Youth, like hope, seemingly springs eternal at the dawn of a new season. Verlander, 39, is only the 10th pitcher age 37-or-older known to have had Tommy John surgery, according to MLB.com (Verlander underwent the procedure at 37, rehabilitated through 38 and turned 39 on Feb. 20).

But “his arm is probably 26. I’ve seen this before,” Baker said. “I saw it with Orel Hershiser. I saw it with Tommy John, the original Tommy John.”

Said Astros All-Star third baseman Alex Bregman of Verlander’s return: “It’s big. He looked great in spring training.”

As certain a Hall of Famer as an active player can be, Verlander was slotted third in the Astros’ rotation behind lefty Framber Valdez and righty Jake Odorizzi in part because of the way days off fall early in the Astros schedule. Houston intends to spot Verlander an extra day of rest between starts whenever it can as a hedge against fatigue. However Verlander’s year turns out, a club that has played in three of the past five World Series (2017, 2019, 2021) and is a favorite to return to October again is thrilled to add a marquee talent after losing such luminaries as Gerrit Cole (New York Yankees), George Springer (Toronto Blue Jays) and Carlos Correa (Minnesota Twins) to free agency over the past few winters.

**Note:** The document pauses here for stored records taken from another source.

//! Test fixtures for generating request bodies and images.

use bytes::Bytes;
use image::{DynamicImage, ImageFormat, RgbImage};
use std::io::Cursor;

/// Raw admin token whose hash is `AdminConfig::for_testing()`.
pub const ADMIN_TOKEN: &str = "vitrine-test-admin";

/// Public base URL used by `AppConfig::for_testing()`.
pub const PUBLIC_URL: &str = "https://images.test";

/// Boundary used by [`multipart_body`].
pub const BOUNDARY: &str = "vitrine-test-boundary";

/// Public URL of a storage key under [`PUBLIC_URL`].
/// Note: #[allow(dead_code)] because each test file compiles common/ separately.
#[allow(dead_code)]
pub fn public_url(key: &str) -> String {
    format!("{PUBLIC_URL}/{key}")
}

/// Encode a gradient image of the given size in `format`.
#[allow(dead_code)]
pub fn encoded_image(width: u32, height: u32, format: ImageFormat) -> Bytes {
    let img = RgbImage::from_fn(width, height, |x, y| {
        image::Rgb([(x * 5 % 256) as u8, (y * 11 % 256) as u8, 40])
    });
    let mut buf = Cursor::new(Vec::new());
    DynamicImage::ImageRgb8(img)
        .write_to(&mut buf, format)
        .expect("encode fixture image");
    Bytes::from(buf.into_inner())
}

/// A multipart part: either a file or a text field.
#[allow(dead_code)]
pub enum Part<'a> {
    File {
        name: &'a str,
        filename: &'a str,
        content_type: &'a str,
        data: &'a [u8],
    },
    Text {
        name: &'a str,
        value: &'a str,
    },
}

/// Build a `multipart/form-data` body delimited by [`BOUNDARY`].
#[allow(dead_code)]
pub fn multipart_body(parts: &[Part<'_>]) -> Vec<u8> {
    let mut body = Vec::new();
    for part in parts {
        body.extend_from_slice(format!("--{BOUNDARY}\r\n").as_bytes());
        match part {
            Part::File {
                name,
                filename,
                content_type,
                data,
            } => {
                body.extend_from_slice(
                    format!(
                        "Content-Disposition: form-data; name=\"{name}\"; filename=\"{filename}\"\r\n\
                         Content-Type: {content_type}\r\n\r\n"
                    )
                    .as_bytes(),
                );
                body.extend_from_slice(data);
            }
            Part::Text { name, value } => {
                body.extend_from_slice(
                    format!("Content-Disposition: form-data; name=\"{name}\"\r\n\r\n{value}")
                        .as_bytes(),
                );
            }
        }
        body.extend_from_slice(b"\r\n");
    }
    body.extend_from_slice(format!("--{BOUNDARY}--\r\n").as_bytes());
    body
}
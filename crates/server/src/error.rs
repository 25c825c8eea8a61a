//! API error types.

use crate::cleanup::CleanupError;
use axum::Json;
use axum::extract::rejection::QueryRejection;
use axum::http::StatusCode;
use axum::response::{IntoResponse, Response};
use serde::Serialize;
use vitrine_storage::StorageError;

/// API error response.
#[derive(Debug, Serialize)]
pub struct ErrorResponse {
    /// Error code for programmatic handling.
    pub code: String,
    /// Human-readable error message.
    pub message: String,
}

/// API error type.
#[derive(Debug, thiserror::Error)]
pub enum ApiError {
    #[error("not found: {0}")]
    NotFound(String),

    #[error("bad request: {0}")]
    BadRequest(String),

    #[error("unauthorized: {0}")]
    Unauthorized(String),

    #[error("service unavailable: {0}")]
    Unavailable(String),

    #[error("internal error: {0}")]
    Internal(String),

    #[error("storage error: {0}")]
    Storage(#[from] StorageError),

    #[error("metadata error: {0}")]
    Metadata(#[from] vitrine_metadata::MetadataError),

    #[error("{0}")]
    Core(#[from] vitrine_core::Error),

    #[error("cleanup failed: {0}")]
    Cleanup(#[from] CleanupError),
}

impl ApiError {
    /// Get the error code for this error.
    pub fn code(&self) -> &'static str {
        match self {
            Self::NotFound(_) => "not_found",
            Self::BadRequest(_) => "bad_request",
            Self::Unauthorized(_) => "unauthorized",
            Self::Unavailable(_) => "service_unavailable",
            Self::Internal(_) => "internal_error",
            Self::Storage(StorageError::Rejected(_)) | Self::Core(_) => "invalid_upload",
            Self::Storage(StorageError::Image(_)) => "invalid_image",
            Self::Storage(_) => "storage_error",
            Self::Metadata(_) => "metadata_error",
            Self::Cleanup(CleanupError::AlreadyRunning) => "cleanup_in_progress",
            Self::Cleanup(_) => "cleanup_failed",
        }
    }

    /// Get the HTTP status code for this error.
    pub fn status_code(&self) -> StatusCode {
        match self {
            Self::NotFound(_) => StatusCode::NOT_FOUND,
            Self::BadRequest(_) => StatusCode::BAD_REQUEST,
            Self::Unauthorized(_) => StatusCode::UNAUTHORIZED,
            Self::Unavailable(_) => StatusCode::SERVICE_UNAVAILABLE,
            Self::Internal(_) => StatusCode::INTERNAL_SERVER_ERROR,
            Self::Storage(e) => match e {
                StorageError::NotFound(_) => StatusCode::NOT_FOUND,
                StorageError::InvalidKey(_) | StorageError::Image(_) => StatusCode::BAD_REQUEST,
                StorageError::Rejected(core) => core_status(core),
                _ => StatusCode::INTERNAL_SERVER_ERROR,
            },
            Self::Metadata(e) => match e {
                vitrine_metadata::MetadataError::NotFound(_) => StatusCode::NOT_FOUND,
                _ => StatusCode::INTERNAL_SERVER_ERROR,
            },
            Self::Core(e) => core_status(e),
            Self::Cleanup(CleanupError::AlreadyRunning) => StatusCode::CONFLICT,
            Self::Cleanup(_) => StatusCode::INTERNAL_SERVER_ERROR,
        }
    }
}

impl From<QueryRejection> for ApiError {
    fn from(rejection: QueryRejection) -> Self {
        Self::BadRequest(rejection.body_text())
    }
}

fn core_status(err: &vitrine_core::Error) -> StatusCode {
    match err {
        vitrine_core::Error::FileTooLarge { .. } => StatusCode::PAYLOAD_TOO_LARGE,
        _ => StatusCode::BAD_REQUEST,
    }
}

impl IntoResponse for ApiError {
    fn into_response(self) -> Response {
        let status = self.status_code();
        if status.is_server_error() {
            tracing::error!(code = self.code(), error = %self, "request failed");
        }
        let body = ErrorResponse {
            code: self.code().to_string(),
            message: self.to_string(),
        };
        (status, Json(body)).into_response()
    }
}

/// Result type for API handlers.
pub type ApiResult<T> = std::result::Result<T, ApiError>;

#[cfg(test)]
mod tests {
    use super::*;

    #[test]
    fn test_status_mapping() {
        assert_eq!(
            ApiError::Cleanup(CleanupError::AlreadyRunning).status_code(),
            StatusCode::CONFLICT
        );
        assert_eq!(
            ApiError::Unavailable("cleanup".into()).status_code(),
            StatusCode::SERVICE_UNAVAILABLE
        );
        assert_eq!(
            ApiError::Storage(StorageError::NotFound("k".into())).status_code(),
            StatusCode::NOT_FOUND
        );
        let too_large = vitrine_core::Error::FileTooLarge { size: 11, max: 10 };
        assert_eq!(
            ApiError::Storage(StorageError::Rejected(too_large)).status_code(),
            StatusCode::PAYLOAD_TOO_LARGE
        );
        assert_eq!(
            ApiError::Core(vitrine_core::Error::UnsupportedExtension(".bmp".into())).code(),
            "invalid_upload"
        );
    }
}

Good thing, then, that new seasons also come with replacement parts. Peña, 24, made his major league on Thursday, plugging the hole at shortstop left by Correa. He is the son of the former major leaguer Gerónimo Peña, who played for St. Louis (1990-1995) and Cleveland (1996). Jeremy played three seasons at the University of Maine and was Houston’s third-round pick in 2018. Hall of Famer Reggie Jackson, now a special assistant to Houston owner Jim Crane, spoke glowingly of Peña during batting practice before Thursday’s opener. The Astros intend to give their young shortstop space to develop at his own pace.

“We’re not putting pressure on him,” Baker said. “The world might be putting pressure on him, know what I mean? Pressure’s something you have to deal with in this game. Imagine Didi Gregorius taking over for Jeter, a guy that, what was he there, 20 years? I was in same position, supposed to be next Hank Aaron in Atlanta, or Bobby Bonds the next Willie Mays. There’s always the next somebody.”

That all comes with time, blanks to be filled in during the coming six-month grind. As for now, even veterans feel like kids when the curtain rises — for a time, at least. The ever-youthful Trout turns 31 in August and acknowledged that in returning from the calf injury, he now works daily with the Angels’ training staff on exercises to keep him “loose and flexible.”

“Stuff that when you’re a little younger, you don’t really pay attention to,” he said, before adding with a chuckle, “ask any of our training staff, I’m not very flexible.”